What to do
Copy every line that holds the string "darc" from the data below.

Provided data

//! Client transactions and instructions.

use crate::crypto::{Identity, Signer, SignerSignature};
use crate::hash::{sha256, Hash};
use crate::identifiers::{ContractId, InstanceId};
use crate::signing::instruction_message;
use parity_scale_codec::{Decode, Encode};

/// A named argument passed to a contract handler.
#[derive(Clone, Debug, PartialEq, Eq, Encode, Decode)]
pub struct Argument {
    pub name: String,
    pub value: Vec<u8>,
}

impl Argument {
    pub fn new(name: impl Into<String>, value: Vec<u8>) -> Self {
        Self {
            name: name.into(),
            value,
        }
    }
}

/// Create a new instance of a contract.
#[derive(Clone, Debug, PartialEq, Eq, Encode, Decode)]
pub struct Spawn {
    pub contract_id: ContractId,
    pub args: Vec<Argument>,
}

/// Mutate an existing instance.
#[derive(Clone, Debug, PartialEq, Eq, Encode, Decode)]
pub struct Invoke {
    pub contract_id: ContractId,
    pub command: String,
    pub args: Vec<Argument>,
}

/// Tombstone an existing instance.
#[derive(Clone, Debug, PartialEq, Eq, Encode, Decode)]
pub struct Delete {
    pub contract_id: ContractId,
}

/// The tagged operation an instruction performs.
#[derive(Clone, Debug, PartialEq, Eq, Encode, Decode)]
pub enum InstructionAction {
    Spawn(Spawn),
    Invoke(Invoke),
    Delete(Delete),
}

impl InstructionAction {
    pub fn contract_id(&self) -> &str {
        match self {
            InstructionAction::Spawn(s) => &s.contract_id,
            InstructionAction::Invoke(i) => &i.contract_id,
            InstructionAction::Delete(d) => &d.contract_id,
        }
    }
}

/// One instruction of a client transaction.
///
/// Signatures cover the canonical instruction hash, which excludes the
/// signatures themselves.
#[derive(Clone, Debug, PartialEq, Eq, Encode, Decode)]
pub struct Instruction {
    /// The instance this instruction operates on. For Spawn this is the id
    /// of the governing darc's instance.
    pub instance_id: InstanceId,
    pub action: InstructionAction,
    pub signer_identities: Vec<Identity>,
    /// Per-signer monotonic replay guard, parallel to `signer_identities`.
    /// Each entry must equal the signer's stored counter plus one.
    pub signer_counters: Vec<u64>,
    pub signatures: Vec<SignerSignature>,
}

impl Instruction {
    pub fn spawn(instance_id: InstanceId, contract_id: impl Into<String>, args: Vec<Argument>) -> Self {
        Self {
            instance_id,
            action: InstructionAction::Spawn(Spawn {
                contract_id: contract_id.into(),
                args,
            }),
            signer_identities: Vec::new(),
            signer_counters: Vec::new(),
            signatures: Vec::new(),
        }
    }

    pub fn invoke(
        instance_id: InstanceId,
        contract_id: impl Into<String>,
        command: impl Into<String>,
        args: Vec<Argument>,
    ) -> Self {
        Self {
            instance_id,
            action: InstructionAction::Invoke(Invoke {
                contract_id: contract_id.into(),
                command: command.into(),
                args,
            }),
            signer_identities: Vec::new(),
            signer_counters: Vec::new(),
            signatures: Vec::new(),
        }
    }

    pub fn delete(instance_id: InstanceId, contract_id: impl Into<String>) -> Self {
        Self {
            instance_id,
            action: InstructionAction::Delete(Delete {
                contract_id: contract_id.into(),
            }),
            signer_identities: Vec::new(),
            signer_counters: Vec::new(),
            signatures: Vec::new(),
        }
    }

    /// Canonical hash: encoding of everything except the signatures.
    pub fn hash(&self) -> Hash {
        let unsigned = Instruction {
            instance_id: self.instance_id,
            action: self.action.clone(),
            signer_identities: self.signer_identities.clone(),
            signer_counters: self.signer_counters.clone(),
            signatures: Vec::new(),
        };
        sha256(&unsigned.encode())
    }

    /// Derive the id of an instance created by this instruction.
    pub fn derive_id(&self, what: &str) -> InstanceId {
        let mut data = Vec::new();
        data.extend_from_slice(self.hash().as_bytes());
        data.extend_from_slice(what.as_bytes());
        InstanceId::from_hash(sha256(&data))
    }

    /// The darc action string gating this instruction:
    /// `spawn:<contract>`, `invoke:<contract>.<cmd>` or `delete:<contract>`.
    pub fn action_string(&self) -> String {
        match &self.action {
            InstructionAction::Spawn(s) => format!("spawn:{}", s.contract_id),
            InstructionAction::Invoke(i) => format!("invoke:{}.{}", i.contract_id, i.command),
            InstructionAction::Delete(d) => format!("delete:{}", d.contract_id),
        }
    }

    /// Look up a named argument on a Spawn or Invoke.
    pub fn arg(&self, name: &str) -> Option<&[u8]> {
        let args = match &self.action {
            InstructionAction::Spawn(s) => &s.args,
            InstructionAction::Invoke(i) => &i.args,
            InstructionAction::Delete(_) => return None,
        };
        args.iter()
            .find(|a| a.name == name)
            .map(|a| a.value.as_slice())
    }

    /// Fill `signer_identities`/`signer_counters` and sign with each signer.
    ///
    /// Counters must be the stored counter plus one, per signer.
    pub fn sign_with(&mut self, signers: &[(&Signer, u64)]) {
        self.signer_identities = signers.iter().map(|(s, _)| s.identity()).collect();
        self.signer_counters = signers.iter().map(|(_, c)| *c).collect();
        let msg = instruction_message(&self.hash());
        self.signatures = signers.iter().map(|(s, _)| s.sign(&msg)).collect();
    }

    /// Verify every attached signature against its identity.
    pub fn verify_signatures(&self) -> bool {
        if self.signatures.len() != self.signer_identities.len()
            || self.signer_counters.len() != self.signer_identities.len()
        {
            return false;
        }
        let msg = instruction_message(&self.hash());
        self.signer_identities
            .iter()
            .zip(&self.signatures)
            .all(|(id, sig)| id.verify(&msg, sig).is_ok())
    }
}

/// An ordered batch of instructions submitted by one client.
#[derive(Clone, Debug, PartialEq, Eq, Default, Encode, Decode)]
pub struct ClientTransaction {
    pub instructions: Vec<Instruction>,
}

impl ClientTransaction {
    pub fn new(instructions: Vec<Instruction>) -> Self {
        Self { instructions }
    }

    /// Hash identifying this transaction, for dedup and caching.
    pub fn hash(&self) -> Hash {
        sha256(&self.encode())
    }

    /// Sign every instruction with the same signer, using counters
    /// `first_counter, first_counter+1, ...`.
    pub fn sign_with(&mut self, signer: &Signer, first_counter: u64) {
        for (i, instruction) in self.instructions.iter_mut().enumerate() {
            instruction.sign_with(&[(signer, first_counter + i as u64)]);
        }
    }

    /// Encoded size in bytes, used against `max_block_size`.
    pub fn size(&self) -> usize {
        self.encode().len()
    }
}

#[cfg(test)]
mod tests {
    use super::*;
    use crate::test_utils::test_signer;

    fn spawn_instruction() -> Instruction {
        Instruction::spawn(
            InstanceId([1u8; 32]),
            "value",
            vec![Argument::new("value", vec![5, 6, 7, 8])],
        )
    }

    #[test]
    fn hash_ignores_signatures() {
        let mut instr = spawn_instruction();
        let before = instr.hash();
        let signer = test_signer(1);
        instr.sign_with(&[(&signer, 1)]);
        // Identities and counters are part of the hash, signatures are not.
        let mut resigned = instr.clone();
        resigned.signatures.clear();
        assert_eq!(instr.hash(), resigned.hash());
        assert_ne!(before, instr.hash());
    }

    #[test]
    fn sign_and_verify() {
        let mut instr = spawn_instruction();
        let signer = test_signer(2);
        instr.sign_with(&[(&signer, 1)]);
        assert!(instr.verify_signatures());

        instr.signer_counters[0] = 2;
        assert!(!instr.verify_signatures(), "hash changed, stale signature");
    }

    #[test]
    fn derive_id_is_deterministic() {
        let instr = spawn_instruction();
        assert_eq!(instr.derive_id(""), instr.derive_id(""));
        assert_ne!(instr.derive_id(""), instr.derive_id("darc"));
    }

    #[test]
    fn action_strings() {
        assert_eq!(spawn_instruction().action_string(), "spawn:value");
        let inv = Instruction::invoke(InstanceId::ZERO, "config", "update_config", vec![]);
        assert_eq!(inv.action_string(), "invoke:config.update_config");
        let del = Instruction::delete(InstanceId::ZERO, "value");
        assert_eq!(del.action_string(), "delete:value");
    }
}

Exercise output
    /// of the governing darc's instance.
    /// The darc action string gating this instruction:
        assert_ne!(instr.derive_id(""), instr.derive_id("darc"));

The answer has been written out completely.